Canada’s national newspaper, The Globe and Mail, is getting a new publisher who is a talent spotter, a sharp strategic thinker and an early riser in with the troops first thing in the morning, say executives who have worked with him.
Paul Robertson, senior vice-president of sales and marketing at the CTV Television Network, calls David Clark a ‘very strong strategic marketer, a disciplined thinker and a very powerful leader.’
Robertson, who worked with Clark when the television vp was employed at Campbell Soup in Toronto, says Clark turned the attitude of that company around.
He says before Clark arrived nine and a half years ago, the food conglomerate was a ‘very hierarchical place.’
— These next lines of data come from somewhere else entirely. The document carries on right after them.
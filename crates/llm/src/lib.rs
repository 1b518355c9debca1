//! Embedding provider clients for ragdex.
//!
//! This crate wraps the HTTP APIs that turn text into embedding vectors
//! behind a single trait, [`EmbeddingClient`]. Every client reports failures
//! as a tagged [`ProviderError`] so callers can tell credential problems and
//! rate limiting apart from everything else without parsing messages.
//!
//! # Providers
//! - **OpenAI**: `text-embedding-3-*` models (default)
//! - **Ollama**: local models such as `nomic-embed-text`
//! - **Trigram**: deterministic offline embeddings for tests and air-gapped use
//!
//! # Example
//! ```no_run
//! use ragdex_llm::{create_client, EmbeddingRequest};
//!
//! # async fn example() -> Result<(), Box<dyn std::error::Error>> {
//! let client = create_client("openai", None, Some("sk-..."), 1536)?;
//! let request = EmbeddingRequest::new("text-embedding-3-small", "Hello, world!");
//! let response = client.embed(&request).await?;
//! println!("{} dimensions", response.embedding.len());
//! # Ok(())
//! # }
//! ```

pub mod client;
pub mod factory;
pub mod providers;

// Re-export main types
pub use client::{EmbeddingClient, EmbeddingRequest, EmbeddingResponse, EmbeddingUsage, ProviderError};
pub use factory::create_client;
pub use providers::{OllamaClient, OpenAiClient, TrigramClient};
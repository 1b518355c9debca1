//! ragdex CLI
//!
//! Main entry point for the ragdex command-line tool.
//! Seeds documents into a vector index and searches them.

mod commands;

use clap::{Parser, Subcommand};
use commands::{IndexCommand, SearchCommand, SeedCommand};
use ragdex_core::{
    config::AppConfig,
    logging::{self, LogFormat},
    AppResult,
};
use ragdex_knowledge::KnowledgeBase;
use std::path::PathBuf;

/// ragdex - semantic document search over a local vector index
#[derive(Parser, Debug)]
#[command(name = "ragdex")]
#[command(about = "Seed documents into a vector index and search them", long_about = None)]
#[command(version)]
struct Cli {
    /// Path to workspace directory (default: current directory)
    #[arg(short, long, global = true)]
    workspace: Option<PathBuf>,

    /// Path to config file (default: <workspace>/.ragdex/config.yaml)
    #[arg(short, long, global = true)]
    config: Option<PathBuf>,

    /// Log level (error, warn, info, debug, trace)
    #[arg(long, global = true)]
    log_level: Option<String>,

    /// Enable verbose output (sets log level to debug)
    #[arg(short, long, global = true)]
    verbose: bool,

    /// Disable colored output
    #[arg(long, global = true)]
    no_color: bool,

    /// Embedding provider (openai, ollama, trigram)
    #[arg(short, long, global = true)]
    provider: Option<String>,

    /// Embedding model identifier
    #[arg(short, long, global = true)]
    model: Option<String>,

    /// Index name
    #[arg(short, long, global = true)]
    index: Option<String>,

    #[command(subcommand)]
    command: Commands,
}

#[derive(Subcommand, Debug)]
enum Commands {
    /// Embed a file or directory into the index
    Seed(SeedCommand),

    /// Search the index
    Search(SearchCommand),

    /// Index statistics and maintenance
    Index(IndexCommand),
}

#[tokio::main]
async fn main() -> AppResult<()> {
    dotenvy::dotenv().ok();

    // Parse command-line arguments first (needed for logging config)
    let cli = Cli::parse();

    // Workspace and config file decide which config.yaml is merged
    let config = AppConfig::load_with(|key| match key {
        "RAGDEX_WORKSPACE" if cli.workspace.is_some() => {
            cli.workspace.as_ref().map(|p| p.display().to_string())
        }
        "RAGDEX_CONFIG" if cli.config.is_some() => {
            cli.config.as_ref().map(|p| p.display().to_string())
        }
        _ => std::env::var(key).ok(),
    })?;

    // Apply CLI overrides
    let config = config.with_overrides(
        cli.workspace.clone(),
        cli.provider.clone(),
        cli.model.clone(),
        cli.index.clone(),
        cli.log_level.clone(),
        cli.verbose,
        cli.no_color,
    );

    // Initialize logging with final configuration
    let format = config
        .log_format
        .as_deref()
        .map(LogFormat::from_name)
        .unwrap_or_default();
    logging::init_logging(config.log_level.as_deref(), config.no_color, format)?;

    tracing::debug!("Workspace: {:?}", config.workspace);
    tracing::debug!(
        "Provider: {} ({}, {} dims)",
        config.embedding.provider,
        config.embedding.model,
        config.embedding.dimensions
    );
    tracing::debug!("Index: {} ({})", config.index_name, config.metric);

    let kb = KnowledgeBase::connect(&config)?;

    let command_name = match &cli.command {
        Commands::Seed(_) => "seed",
        Commands::Search(_) => "search",
        Commands::Index(_) => "index",
    };
    let _span = tracing::info_span!("command", name = command_name).entered();

    // Route to command handlers
    let result = match &cli.command {
        Commands::Seed(cmd) => cmd.execute(&config, &kb).await,
        Commands::Search(cmd) => cmd.execute(&kb).await,
        Commands::Index(cmd) => cmd.execute(&kb).await,
    };

    match &result {
        Ok(_) => tracing::info!("Command completed successfully"),
        Err(e) => tracing::error!("Command failed: {}", e),
    }

    result
}
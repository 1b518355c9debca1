//! Vector index management.
//!
//! [`VectorIndexManager`] sits between the pipeline/engine and a
//! [`VectorStore`]. It validates batches before they reach the store, makes
//! index creation idempotent, and re-applies the ordering, limit and
//! threshold guarantees on whatever the store returns.

use crate::error::{RagError, RagResult};
use crate::types::{DistanceMetric, DocumentEntry, Embedding, IndexStats, Metadata};
use crate::vector_index::{QueryHit, QueryRequest, StoreError, VectorStore};
use std::cmp::Ordering;
use std::sync::Arc;

/// Index lifecycle, upsert and query over one store.
#[derive(Debug, Clone)]
pub struct VectorIndexManager {
    store: Arc<dyn VectorStore>,
    dimension: usize,
}

impl VectorIndexManager {
    /// `dimension` is the vector length every stored and queried vector must have.
    pub fn new(store: Arc<dyn VectorStore>, dimension: usize) -> Self {
        Self { store, dimension }
    }

    pub fn dimension(&self) -> usize {
        self.dimension
    }

    /// Make sure `name` exists. Creating an index that already exists with
    /// the same settings succeeds.
    pub async fn ensure_index(
        &self,
        name: &str,
        dimension: usize,
        metric: DistanceMetric,
    ) -> RagResult<()> {
        if name.trim().is_empty() {
            return Err(RagError::ValidationError("index name is empty".to_string()));
        }
        if dimension == 0 {
            return Err(RagError::ValidationError(
                "index dimension must be greater than 0".to_string(),
            ));
        }

        match self.store.create_index(name, dimension, metric).await {
            Ok(()) => {
                tracing::info!("Created index '{}' ({} dims, {})", name, dimension, metric);
                Ok(())
            }
            Err(StoreError::AlreadyExists(_)) => {
                tracing::debug!("Index '{}' already exists", name);
                Ok(())
            }
            Err(e) => Err(RagError::StoreFailure(e.to_string())),
        }
    }

    /// Write a batch of parallel ids, vectors and metadata.
    ///
    /// Ids already present are replaced. An empty batch is a no-op.
    pub async fn upsert(
        &self,
        index_name: &str,
        ids: &[String],
        vectors: &[Embedding],
        metadata: &[Metadata],
    ) -> RagResult<()> {
        if ids.len() != vectors.len() || ids.len() != metadata.len() {
            return Err(RagError::ValidationError(format!(
                "ids, vectors and metadata must have equal length (got {}, {}, {})",
                ids.len(),
                vectors.len(),
                metadata.len()
            )));
        }

        if let Some(bad) = vectors.iter().find(|v| v.len() != self.dimension) {
            return Err(RagError::DimensionMismatch {
                expected: self.dimension,
                actual: bad.len(),
            });
        }

        if ids.is_empty() {
            return Ok(());
        }

        self.store.upsert(index_name, ids, vectors, metadata).await?;
        Ok(())
    }

    /// Write prepared entries.
    pub async fn upsert_entries(&self, index_name: &str, entries: &[DocumentEntry]) -> RagResult<()> {
        let ids: Vec<String> = entries.iter().map(|e| e.id.clone()).collect();
        let vectors: Vec<Embedding> = entries.iter().map(|e| e.vector.clone()).collect();
        let metadata: Vec<Metadata> = entries.iter().map(|e| e.metadata.clone()).collect();
        self.upsert(index_name, &ids, &vectors, &metadata).await
    }

    /// Nearest-neighbour search.
    ///
    /// Hits come back sorted by descending score, at most `top_k`, every one
    /// scoring at least `min_score`. A hit without a score counts as 0.
    pub async fn query(
        &self,
        index_name: &str,
        vector: &[f32],
        top_k: usize,
        min_score: f32,
        include_vector: bool,
    ) -> RagResult<Vec<QueryHit>> {
        if vector.len() != self.dimension {
            return Err(RagError::DimensionMismatch {
                expected: self.dimension,
                actual: vector.len(),
            });
        }

        let request = QueryRequest {
            index_name: index_name.to_string(),
            vector: vector.to_vec(),
            top_k,
            min_score,
            include_vector,
        };

        let mut hits = self.store.query(&request).await?;

        hits.retain(|hit| hit.score.unwrap_or(0.0) >= min_score);
        hits.sort_by(|a, b| {
            let a_score = a.score.unwrap_or(0.0);
            let b_score = b.score.unwrap_or(0.0);
            b_score.partial_cmp(&a_score).unwrap_or(Ordering::Equal)
        });
        hits.truncate(top_k);

        if !include_vector {
            for hit in &mut hits {
                hit.vector = None;
            }
        }

        Ok(hits)
    }

    pub async fn describe_index(&self, name: &str) -> RagResult<IndexStats> {
        Ok(self.store.describe_index(name).await?)
    }

    pub async fn list_indexes(&self) -> RagResult<Vec<String>> {
        Ok(self.store.list_indexes().await?)
    }

    pub async fn delete_index(&self, name: &str) -> RagResult<()> {
        self.store.delete_index(name).await?;
        Ok(())
    }
}
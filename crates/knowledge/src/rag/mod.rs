//! Retrieval: query embedding, nearest-neighbour search and result
//! normalization.

pub mod search;
pub mod types;

pub use search::RetrievalEngine;
pub use types::{SearchOptions, SearchResult, DEFAULT_TOP_K};
//! Semantic search over a vector index.
//!
//! Embeds the query with the same generator used at ingestion time, asks the
//! index manager for the nearest documents and normalizes their metadata.

use crate::embeddings::EmbeddingGenerator;
use crate::error::{RagError, RagResult};
use crate::manager::VectorIndexManager;
use crate::rag::types::{SearchOptions, SearchResult};
use std::sync::Arc;
use tracing::instrument;

/// Answers free-text queries against one index.
#[derive(Debug, Clone)]
pub struct RetrievalEngine {
    generator: Arc<EmbeddingGenerator>,
    manager: Arc<VectorIndexManager>,
    index_name: String,
}

impl RetrievalEngine {
    pub fn new(
        generator: Arc<EmbeddingGenerator>,
        manager: Arc<VectorIndexManager>,
        index_name: impl Into<String>,
    ) -> Self {
        Self {
            generator,
            manager,
            index_name: index_name.into(),
        }
    }

    pub fn index_name(&self) -> &str {
        &self.index_name
    }

    /// Search for documents related to `query`.
    ///
    /// Results are sorted by descending score, at most `options.top_k`, each
    /// scoring at least `options.min_score`. No match is an empty list.
    ///
    /// # Errors
    /// - [`RagError::InvalidInput`] for a blank query, `top_k == 0` or a NaN threshold
    /// - embedding errors as classified by [`EmbeddingGenerator::generate`]
    /// - [`RagError::ConnectionError`] / [`RagError::Timeout`] when the store
    ///   is unreachable or slow, [`RagError::GenericSearchFailure`] otherwise
    #[instrument(skip(self, query), fields(index = %self.index_name, top_k = options.top_k))]
    pub async fn search(&self, query: &str, options: &SearchOptions) -> RagResult<Vec<SearchResult>> {
        if query.trim().is_empty() {
            return Err(RagError::InvalidInput("search query is empty".to_string()));
        }
        if options.top_k == 0 {
            return Err(RagError::InvalidInput("topK must be at least 1".to_string()));
        }
        if options.min_score.is_nan() {
            return Err(RagError::InvalidInput("minScore must be a number".to_string()));
        }

        tracing::debug!("Generating query embedding");
        let vector = self.generator.generate(query).await?;

        let hits = self
            .manager
            .query(&self.index_name, &vector, options.top_k, options.min_score, false)
            .await
            .map_err(classify_search_failure)?;

        if hits.is_empty() {
            tracing::info!("No results found");
            return Ok(Vec::new());
        }

        let results: Vec<SearchResult> = hits.into_iter().map(SearchResult::from).collect();

        tracing::info!(
            "Found {} results (best score {:.3})",
            results.len(),
            results[0].score
        );

        Ok(results)
    }
}

/// Reclassify a failure raised while querying the store.
///
/// Connection and timeout failures keep their class, and any other tagged
/// failure becomes a generic search failure. Only untagged text is inspected.
fn classify_search_failure(err: RagError) -> RagError {
    match err {
        RagError::ConnectionError(_)
        | RagError::Timeout(_)
        | RagError::DimensionMismatch { .. }
        | RagError::GenericSearchFailure(_) => err,
        RagError::Unknown(message) => {
            let lower = message.to_lowercase();
            if lower.contains("connect") {
                RagError::ConnectionError(message)
            } else if lower.contains("timeout") || lower.contains("timed out") {
                RagError::Timeout(message)
            } else {
                RagError::GenericSearchFailure(message)
            }
        }
        RagError::StoreFailure(message)
        | RagError::ValidationError(message)
        | RagError::FileNotFound(message) => RagError::GenericSearchFailure(message),
        other => RagError::GenericSearchFailure(other.to_string()),
    }
}
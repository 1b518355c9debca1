//! Shared fixtures and cross-component tests.

pub(crate) mod support;

mod retrieval;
Clark, he says, ‘chunked up the company’ into different divisions and appointed general managers to oversee them, making their own decisions and taking responsibility for them.
Clark, polite and modest during an early morning interview – he is usually in to work at 7.30 a.m., the same time as Campbell’s plant workers – says he does not have any preconceived ideas about what he might do at the Thomson Newspapers daily.
Clark concedes he is not a traditional manager, nor does he bring with him, he says approvingly, any baggage to impede his progress.
He dismisses the notion his new job, beginning Oct. 26, is groundbreaking. Clark says he is just the latest in a line of executives who have become publishers.
He is right. Brian Segal, an academic and university administrator became publisher of Maclean’s magazine last month.
Clark points to Toronto Star Publisher David Jolley as someone who took that post without a traditional grounding in the job.
And Roy Megarry, Clark’s predecessor at the Globe, was a management accountant before getting the top spot.
Clark has been a marketing executive for a good many years, and it shows when he talks about the Globe, likening newspapers to a food product that has a short shelf-life.
Before spending nearly 10 years at Campbell, latterly as chairman, president and chief executive officer, Clark worked at Thomas J. Lipton for 10 years, leaving as president.
Dennis Stief, managing director of Ogilvy & Mather Advertising in Toronto, worked for Clark at Thomas J. Lipton and with him on the Campbell account at o&m, held by that agency since 1960.
Stief calls Clark energetic. ‘He works like hell,’ he says, adding he is a great motivator and an experimenter.
Experiments, Stief speculates, are something Clark was brought into the Globe to try.
He says Clark is also a talent spotter, citing Peter Elwood, vice-president of marketing at Lever Bros., and ctv head John Cassaday, to achievers Clark tabbed while they worked for him at Campbell.
Tom Petty, now senior vice-president and chief financial officer at ctv, was the first person Clark hired at Campbell back in 1984.
Petty says Clark came to Campbell to revamp the company, noting it had had nine presidents in 11 years before the new Globe publisher arrived.
Clark, says Petty, ‘Is very good at sizing up a situation and taking appropriate action to rectify it.’